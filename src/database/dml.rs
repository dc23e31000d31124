//! # Single-Record Operations
//!
//! One record is exactly one file. Insert refuses to overwrite, get reads
//! and decodes, update replaces atomically via a temp file and rename,
//! delete removes. Every operation requires a registered table and fails
//! with `Invalid` otherwise.
//!
//! ## Error Mapping
//!
//! | Condition | Error |
//! |-----------|-------|
//! | file already present on insert | `Invalid` (duplicate id) |
//! | file absent on get/update/delete | `NotFound` |
//! | open/write failure, short write, empty file on read | `Io` |
//! | codec failure | `Encode` / `Decode` |

use std::io;

use tracing::{debug, warn};

use crate::config::{MAX_RECORD_SIZE, TMP_FILE_SUFFIX};
use crate::database::Database;
use crate::error::{Error, Result};
use crate::id::RecordId;
use crate::records::{self, Record};

impl Database {
    /// Inserts a new record under `id`. The identifier must be unused in
    /// this table.
    pub fn insert(&self, table: &str, id: RecordId, record: &Record) -> Result<()> {
        let meta = self.table(table)?;
        let path = Self::record_path(meta, id);

        if self.backend.exists(&path) {
            warn!("insert rejected, record {} already exists in {}", id, table);
            return Err(Error::Invalid(format!(
                "record {} already exists in table {}",
                id, table
            )));
        }

        let mut buf = [0u8; MAX_RECORD_SIZE];
        let written = records::encode(&meta.schema, record, &mut buf).map_err(Error::Encode)?;
        self.backend.write_file(&path, &buf[..written])?;

        debug!("inserted record {} into {} ({} bytes)", id, table, written);
        Ok(())
    }

    /// Reads and decodes the record stored under `id`.
    pub fn get(&self, table: &str, id: RecordId) -> Result<Record> {
        let meta = self.table(table)?;
        let path = Self::record_path(meta, id);

        let data = match self.backend.read_file(&path, MAX_RECORD_SIZE) {
            Ok(data) => data,
            Err(err) if err.kind() == io::ErrorKind::NotFound => {
                debug!("record {} not found in {}", id, table);
                return Err(Error::NotFound);
            }
            Err(err) => return Err(Error::Io(err)),
        };

        if data.is_empty() {
            return Err(Error::Io(io::Error::new(
                io::ErrorKind::UnexpectedEof,
                format!("record file for {} is empty", id),
            )));
        }

        records::decode(&meta.schema, &data).map_err(Error::Decode)
    }

    /// Replaces the record stored under `id`. The record must exist.
    ///
    /// The new bytes go to a `.pr.tmp` file first and are renamed over the
    /// record file, so a failure mid-update leaves the old record intact.
    pub fn update(&self, table: &str, id: RecordId, record: &Record) -> Result<()> {
        let meta = self.table(table)?;
        let path = Self::record_path(meta, id);

        if !self.backend.exists(&path) {
            debug!("record {} not found in {} for update", id, table);
            return Err(Error::NotFound);
        }

        let mut buf = [0u8; MAX_RECORD_SIZE];
        let written = records::encode(&meta.schema, record, &mut buf).map_err(Error::Encode)?;

        let tmp = meta.dir.join(format!("{}{}", id.to_hex(), TMP_FILE_SUFFIX));
        self.backend.write_file(&tmp, &buf[..written])?;
        if !self.backend.rename(&tmp, &path) {
            self.backend.remove_file(&tmp);
            return Err(Error::Io(io::Error::new(
                io::ErrorKind::Other,
                format!("failed to replace record file for {}", id),
            )));
        }

        debug!("updated record {} in {} ({} bytes)", id, table, written);
        Ok(())
    }

    /// Deletes the record stored under `id`. The record must exist.
    pub fn delete(&self, table: &str, id: RecordId) -> Result<()> {
        let meta = self.table(table)?;
        let path = Self::record_path(meta, id);

        if self.backend.remove_file(&path) {
            debug!("deleted record {} from {}", id, table);
            Ok(())
        } else {
            debug!("record {} not found in {} for delete", id, table);
            Err(Error::NotFound)
        }
    }

    /// True if a record file exists for `id`. Does not decode.
    pub fn exists(&self, table: &str, id: RecordId) -> Result<bool> {
        let meta = self.table(table)?;
        Ok(self.backend.exists(&Self::record_path(meta, id)))
    }
}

____________________

→ **Task directions**: Using the listing above, return all lines where the word "RecordId" occurs.

→ **Response**:
use crate::id::RecordId;
    pub fn insert(&self, table: &str, id: RecordId, record: &Record) -> Result<()> {
    pub fn get(&self, table: &str, id: RecordId) -> Result<Record> {
    pub fn update(&self, table: &str, id: RecordId, record: &Record) -> Result<()> {
    pub fn delete(&self, table: &str, id: RecordId) -> Result<()> {
    pub fn exists(&self, table: &str, id: RecordId) -> Result<bool> {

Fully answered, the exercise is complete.